Work item:
Check each line of the material below for the string "directory", then report how many lines have it, and nothing else.

Supplied data:
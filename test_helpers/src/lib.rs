//! Test helpers for the workspace
//!
//! Locates the workspace root and provides a `test_output/` directory for
//! artifacts tests leave behind for inspection, such as rendered SNR plots.
//! [`fits`] writes small FITS fixtures.

pub mod fits;

use once_cell::sync::Lazy;
use std::env;
use std::path::{Path, PathBuf};

/// Error type for test helper operations
#[derive(thiserror::Error, Debug)]
pub enum TestHelperError {
    #[error("Failed to find project root: {0}")]
    ProjectRootNotFound(String),
}

/// Walks up from the current directory to the first `Cargo.toml` that
/// declares a `[workspace]`.
pub fn find_project_root() -> Result<PathBuf, TestHelperError> {
    let mut current_dir = env::current_dir().map_err(|e| {
        TestHelperError::ProjectRootNotFound(format!("Failed to get current directory: {}", e))
    })?;

    // Search for workspace Cargo.toml
    loop {
        let cargo_toml = current_dir.join("Cargo.toml");
        if cargo_toml.exists() {
            let content = std::fs::read_to_string(&cargo_toml).map_err(|e| {
                TestHelperError::ProjectRootNotFound(format!("Failed to read Cargo.toml: {}", e))
            })?;

            if content.contains("[workspace]") {
                return Ok(current_dir);
            }
        }

        if !current_dir.pop() {
            break;
        }
    }

    Err(TestHelperError::ProjectRootNotFound(
        "Workspace root not found".to_string(),
    ))
}

/// Lazily initialized project root path
static PROJECT_ROOT: Lazy<PathBuf> =
    Lazy::new(|| find_project_root().expect("Failed to find project root directory"));

/// `<workspace>/test_output`, created on first use.
pub fn get_output_dir() -> PathBuf {
    let output_dir = PROJECT_ROOT.join("test_output");
    if !output_dir.exists() {
        std::fs::create_dir_all(&output_dir).expect("Failed to create output directory");
    }
    output_dir
}

/// `path` inside [`get_output_dir`]. Subdirectories are not created.
pub fn output_path<P: AsRef<Path>>(path: P) -> PathBuf {
    get_output_dir().join(path)
}

/// Fresh `test_output/<name>` directory, emptied of any earlier run's files.
pub fn artifact_dir(name: &str) -> PathBuf {
    let dir = output_path(name);
    if dir.exists() {
        std::fs::remove_dir_all(&dir).expect("Failed to clear artifact directory");
    }
    std::fs::create_dir_all(&dir).expect("Failed to create artifact directory");
    dir
}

Answer space:
8